--- START ---
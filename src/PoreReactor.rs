//! # Pore Reactor Module
//!
//! Two-scale model of an enzyme cascade `S1 -> S2 -> ... -> SN` immobilized in a porous
//! catalyst placed in a batch reactor.
//!
//! ## Mathematical Model
//!
//! **Pore scale** (quasi-steady reaction-diffusion in every pore, at every time):
//! ```text
//! D_i d²S_i/dx² = Σ_j σ_ij E_j(x) decay_j(t) r_j(S_j)
//! S_i(0, t) = S_i,bulk(t),   dS_i/dx(L, t) = 0
//! ```
//!
//! **Bulk scale** (batch reactor):
//! ```text
//! dS_1/dt = -flux_1,  dS_i/dt = flux_{i-1} - flux_i,  dS_N/dt = flux_{N-1}
//! flux_i  = -D_i dS_i/dx(0, t) A N_eff,               S_i(0) = S_i,0
//! ```
//!
//! ### Immobilization topologies
//!
//! - `single`: every enzyme in its own pore population with uniform density, the pore count
//!   is shared equally between the populations
//! - `co-immobilization`: all enzymes in every pore with configurable spatial profiles
//!   (linear or smooth step), optional pore count equalization
//!
//! ## Numerical Method
//!
//! Both domains are discretized by Lagrange-Radau collocation (default 60x2 in time, 20x3 in
//! space). The resulting algebraic system has one dense block per time point coupled only
//! through the bulk states, and is solved by a damped Newton method with a Schur complement
//! on the bulk unknowns. A failed solve is retried once with relaxed settings.
//!
//! ## Usage
//!
//! ```rust,ignore
//! let params = ReactorParams::from_config(&ReactorConfig::default())?;
//! let model = build_reactor_model(&params, Topology::Single,
//!     &DecayCoefficients::none(&params), &ProfileConfig::new())?;
//! let (model, results) = solve_model_robust(model, &SolveSettings::default())?;
//! let s3 = model.bulk_trajectory("S3")?;
//! ```
pub mod bordered_newton;
pub mod bulk_scale;
pub mod collocation;
pub mod discrete_system;
pub mod enzyme_profile;
pub mod pore_scale;
pub mod reactor_errors;
pub mod reactor_model;
pub mod reactor_output;
pub mod reactor_params;
pub mod solve_orchestrator;
pub mod solver_config;

mod pore_reactor_tests;
impl BorderedJacobian {
    pub fn border_size(&self) -> usize {
        self.border.nrows()
    }

    pub fn n_unknowns(&self) -> usize {
        self.blocks.iter().map(|b| b.local.nrows()).sum::<usize>() + self.border_size()
    }

    fn block_offsets(&self) -> Vec<usize> {
        let mut offsets = Vec::with_capacity(self.blocks.len());
        let mut offset = 0;
        for block in &self.blocks {
            offsets.push(offset);
            offset += block.local.nrows();
        }
        offsets
    }

    /// Largest absolute entry of every row
    pub fn row_max_abs(&self) -> DVector<f64> {
        let n = self.n_unknowns();
        let border_offset = n - self.border_size();
        let mut out = DVector::zeros(n);
        for (block, offset) in self.blocks.iter().zip(self.block_offsets()) {
            for r in 0..block.local.nrows() {
                let local = block.local.row(r).amax();
                let coupling = if block.local_to_border.ncols() > 0 {
                    block.local_to_border.row(r).amax()
                } else {
                    0.0
                };
                out[offset + r] = local.max(coupling);
            }
            for (ri, &row) in block.coupling_rows.iter().enumerate() {
                let value = block.border_to_local.row(ri).amax();
                let idx = border_offset + row;
                out[idx] = out[idx].max(value);
            }
        }
        for r in 0..self.border_size() {
            let idx = border_offset + r;
            out[idx] = out[idx].max(self.border.row(r).amax());
        }
        out
    }

    pub fn scale_rows(&mut self, scale: &DVector<f64>) {
        let border_offset = self.n_unknowns() - self.border_size();
        let offsets = self.block_offsets();
        for (block, offset) in self.blocks.iter_mut().zip(offsets) {
            for r in 0..block.local.nrows() {
                let s = scale[offset + r];
                block.local.row_mut(r).scale_mut(s);
                block.local_to_border.row_mut(r).scale_mut(s);
            }
            for (ri, &row) in block.coupling_rows.iter().enumerate() {
                block
                    .border_to_local
                    .row_mut(ri)
                    .scale_mut(scale[border_offset + row]);
            }
        }
        for r in 0..self.border_size() {
            self.border.row_mut(r).scale_mut(scale[border_offset + r]);
        }
    }

    /// Adds `mu` to the whole diagonal
    pub fn add_diagonal(&mut self, mu: f64) {
        for block in self.blocks.iter_mut() {
            for i in 0..block.local.nrows() {
                block.local[(i, i)] += mu;
            }
        }
        for i in 0..self.border_size() {
            self.border[(i, i)] += mu;
        }
    }

    pub fn mul_vec(&self, x: &DVector<f64>) -> DVector<f64> {
        let n = self.n_unknowns();
        let nb = self.border_size();
        let border_offset = n - nb;
        let xb = x.rows(border_offset, nb);
        let mut out = DVector::zeros(n);
        out.rows_mut(border_offset, nb)
            .copy_from(&(&self.border * &xb));
        for (block, offset) in self.blocks.iter().zip(self.block_offsets()) {
            let m = block.local.nrows();
            let xl = x.rows(offset, m);
            let coupled = DVector::from_iterator(
                block.coupling_cols.len(),
                block.coupling_cols.iter().map(|&c| xb[c]),
            );
            let local = &block.local * &xl + &block.local_to_border * coupled;
            out.rows_mut(offset, m).copy_from(&local);
            let to_border = &block.border_to_local * &xl;
            for (ri, &row) in block.coupling_rows.iter().enumerate() {
                out[border_offset + row] += to_border[ri];
            }
        }
        out
    }

    /// Assembled dense matrix, for small systems and diagnostics
    pub fn to_dense(&self) -> DMatrix<f64> {
        let n = self.n_unknowns();
        let nb = self.border_size();
        let border_offset = n - nb;
        let mut dense = DMatrix::zeros(n, n);
        dense
            .view_mut((border_offset, border_offset), (nb, nb))
            .copy_from(&self.border);
        for (block, offset) in self.blocks.iter().zip(self.block_offsets()) {
            let m = block.local.nrows();
            dense.view_mut((offset, offset), (m, m)).copy_from(&block.local);
            for (ci, &col) in block.coupling_cols.iter().enumerate() {
                for r in 0..m {
                    dense[(offset + r, border_offset + col)] = block.local_to_border[(r, ci)];
                }
            }
            for (ri, &row) in block.coupling_rows.iter().enumerate() {
                for c in 0..m {
                    dense[(border_offset + row, offset + c)] = block.border_to_local[(ri, c)];
                }
            }
        }
        dense
    }

    /// Solves `J x = rhs` through the Schur complement of the border
    pub fn solve(
        &self,
        rhs: &DVector<f64>,
        solver: LinearSolver,
    ) -> Result<DVector<f64>, SolveFailure> {
        let n = self.n_unknowns();
        if rhs.len() != n {
            return Err(SolveFailure::DimensionMismatch(format!(
                "right-hand side has {} rows, system has {}",
                rhs.len(),
                n
            )));
        }
        let nb = self.border_size();
        let border_offset = n - nb;
        let offsets = self.block_offsets();

        let mut schur = self.border.clone();
        let mut g = rhs.rows(border_offset, nb).into_owned();
        // per block: [X_i | y_i]
        let mut eliminated = Vec::with_capacity(self.blocks.len());
        for (b, (block, &offset)) in self.blocks.iter().zip(offsets.iter()).enumerate() {
            let m = block.local.nrows();
            let k = block.coupling_cols.len();
            let mut block_rhs = DMatrix::zeros(m, k + 1);
            block_rhs.columns_mut(0, k).copy_from(&block.local_to_border);
            block_rhs.column_mut(k).copy_from(&rhs.rows(offset, m));
            let factor = Factorization::new(block.local.clone(), solver);
            let sol = factor
                .solve(&block_rhs)
                .ok_or(SolveFailure::SingularJacobian(b))?;
            let cs = &block.border_to_local * &sol;
            for (ri, &row) in block.coupling_rows.iter().enumerate() {
                for (ci, &col) in block.coupling_cols.iter().enumerate() {
                    schur[(row, col)] -= cs[(ri, ci)];
                }
                g[row] -= cs[(ri, k)];
            }
            eliminated.push(sol);
        }

        let db = if nb > 0 {
            let g = DMatrix::from_column_slice(nb, 1, g.as_slice());
            let sol = Factorization::new(schur, solver)
                .solve(&g)
                .ok_or(SolveFailure::SingularBorderSystem)?;
            DVector::from_column_slice(sol.as_slice())
        } else {
            DVector::zeros(0)
        };

        let mut x = DVector::zeros(n);
        for ((block, &offset), sol) in self.blocks.iter().zip(offsets.iter()).zip(eliminated) {
            let m = block.local.nrows();
            let k = block.coupling_cols.len();
            let coupled = DVector::from_iterator(k, block.coupling_cols.iter().map(|&c| db[c]));
            let mut dp = sol.column(k).into_owned();
            dp -= sol.columns(0, k) * coupled;
            x.rows_mut(offset, m).copy_from(&dp);
        }
        x.rows_mut(border_offset, nb).copy_from(&db);
        Ok(x)
    }
}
--- END ---
What needs to be done
Scan the material above. Copy each line where "DVector" occurs.

Exercise solution
    pub fn row_max_abs(&self) -> DVector<f64> {
        let mut out = DVector::zeros(n);
    pub fn scale_rows(&mut self, scale: &DVector<f64>) {
    pub fn mul_vec(&self, x: &DVector<f64>) -> DVector<f64> {
        let mut out = DVector::zeros(n);
            let coupled = DVector::from_iterator(
        rhs: &DVector<f64>,
    ) -> Result<DVector<f64>, SolveFailure> {
            DVector::from_column_slice(sol.as_slice())
            DVector::zeros(0)
        let mut x = DVector::zeros(n);
            let coupled = DVector::from_iterator(k, block.coupling_cols.iter().map(|&c| db[c]));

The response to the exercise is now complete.